Each layer can begin to dissolve as soon as it gets wet, and it is important that the device does not degrade too soon after implantation. So the pacemaker sits inside a soluble polymer shell that acts as a buffer against time – the hardware has two weeks to do its job while its shell dissolves. The rest starts to break down after that, but by then the patient should no longer need the pacemaker. In cases where a more durable device is needed, the team could build a version with a thicker capsule.

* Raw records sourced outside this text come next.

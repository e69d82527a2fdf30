//! Session lifecycle types.

use serde::{Deserialize, Serialize};
use thiserror::Error;

/// Fewest sources a search may analyze.
pub const MIN_SOURCE_COUNT: u32 = 1;
/// Most sources a search may analyze.
pub const MAX_SOURCE_COUNT: u32 = 10;
/// Source count suggested to users.
pub const DEFAULT_SOURCE_COUNT: u32 = 3;

/// Where a search session currently is. Exactly one holds at a time.
#[derive(Debug, Clone, Copy, Serialize, Deserialize, PartialEq, Eq, Hash)]
#[serde(rename_all = "snake_case")]
pub enum SessionStatus {
    /// Nothing submitted yet.
    Idle,
    /// Waiting for the service.
    Pending,
    /// Service returned leads or sources.
    Populated,
    /// Service answered with nothing at all.
    Empty,
    /// Exchange failed.
    Failed,
}

impl SessionStatus {
    pub fn as_str(&self) -> &'static str {
        match self {
            Self::Idle => "idle",
            Self::Pending => "pending",
            Self::Populated => "populated",
            Self::Empty => "empty",
            Self::Failed => "failed",
        }
    }

    /// A search finished, one way or another.
    pub fn is_terminal(&self) -> bool {
        matches!(self, Self::Populated | Self::Empty | Self::Failed)
    }
}

/// Tag identifying one submission. Strictly increases with every submit.
#[derive(
    Debug, Clone, Copy, Default, Serialize, Deserialize, PartialEq, Eq, PartialOrd, Ord, Hash,
)]
#[serde(transparent)]
pub struct Generation(u64);

impl Generation {
    pub fn value(&self) -> u64 {
        self.0
    }

    pub(crate) fn next(self) -> Self {
        Self(self.0 + 1)
    }
}

impl std::fmt::Display for Generation {
    fn fmt(&self, f: &mut std::fmt::Formatter<'_>) -> std::fmt::Result {
        write!(f, "#{}", self.0)
    }
}

/// Number of sources to analyze, guaranteed within bounds.
#[derive(Debug, Clone, Copy, Serialize, Deserialize, PartialEq, Eq)]
#[serde(transparent)]
pub struct SourceCount(u32);

impl SourceCount {
    /// Validate a count, rejecting anything outside the allowed range.
    pub fn new(count: u32) -> Result<Self, SessionError> {
        if (MIN_SOURCE_COUNT..=MAX_SOURCE_COUNT).contains(&count) {
            Ok(Self(count))
        } else {
            Err(SessionError::SourceCountOutOfRange(count))
        }
    }

    /// Coerce arbitrary user input into range. For callers, before `submit`.
    pub fn clamped(count: i64) -> Self {
        Self(count.clamp(MIN_SOURCE_COUNT as i64, MAX_SOURCE_COUNT as i64) as u32)
    }

    pub fn get(&self) -> u32 {
        self.0
    }
}

impl Default for SourceCount {
    fn default() -> Self {
        Self(DEFAULT_SOURCE_COUNT)
    }
}

/// Parameters of the most recent accepted submission.
#[derive(Debug, Clone, Serialize, PartialEq, Eq)]
#[serde(rename_all = "camelCase")]
pub struct SearchParams {
    pub query: String,
    pub source_count: u32,
}

/// Rejected submissions. The session is left untouched.
#[derive(Debug, Clone, Error, PartialEq, Eq)]
pub enum SessionError {
    #[error("Query cannot be empty")]
    EmptyQuery,

    #[error("Source count {0} is outside 1..=10")]
    SourceCountOutOfRange(u32),
}

/// Fate of a completion handed to the session.
#[derive(Debug, Clone, Copy, Serialize, PartialEq, Eq)]
#[serde(tag = "result", rename_all = "snake_case")]
pub enum Completion {
    /// The completion matched the pending generation and moved the session.
    Applied { status: SessionStatus },
    /// The completion belonged to an older submission and was ignored.
    Superseded { generation: Generation },
}
//! Report derivation: ordering, statistics, per-lead cards and CSV export.
//!
//! Everything here is a pure function of the current records and sources.

mod card;
mod export;
mod sort;
mod stats;

pub use card::LeadCard;
pub use export::{serialize_csv, ExportError, EXPORT_HEADERS};
pub use sort::{sort_records, SortDirection, SortKey, SortSpec, UnknownSortKey};
pub use stats::{aggregate, ReportStats};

The team tested the device on animals with small hearts (rats and mice), medium hearts (rabbits), and animals with almost human-sized hearts (dogs). Either way, their device could monitor an animal’s heart rate. (They also tested tissue isolated from human donors and found the same success.)
Rogers and Arora’s team also tested the disappearance of pacemakers in rats. They showed the devices remained intact for a week, were mostly dissolved at three weeks, and stopped working at four weeks. At 12 weeks, they were completely gone.
“Realizing that functionality, but also making it all go away without having potentially dangerous or toxic byproducts, is a huge challenge,” says Ellen Roche, a biomedical engineer at MIT who develops cardiac devices, which has not been involved in this work. “Regardless, one or the other is doable,” continues Roche. “But doing them both together, I think, is a great accomplishment.”
“It’s really cool to see simple materials; we already know their toxicity load, ”says Chris Bettinger, biomedical engineer at Carnegie Mellon. “I think simplicity is often underestimated.”
But an invasive device like a pacemaker will require a lot more testing to prove its safety and effectiveness in humans. Another challenge could be the landscape of the heart’s surface, which is said to be much more damaged in heart patients than in laboratory animals. Raman, the cardiologist who is not on Arora’s team, notes that some of the people who might need this type of device already have tissue scars from heart disease and blockages, which would make it more difficult to form electrical connections. “But based on the design, you could assume it will work,” says Raman.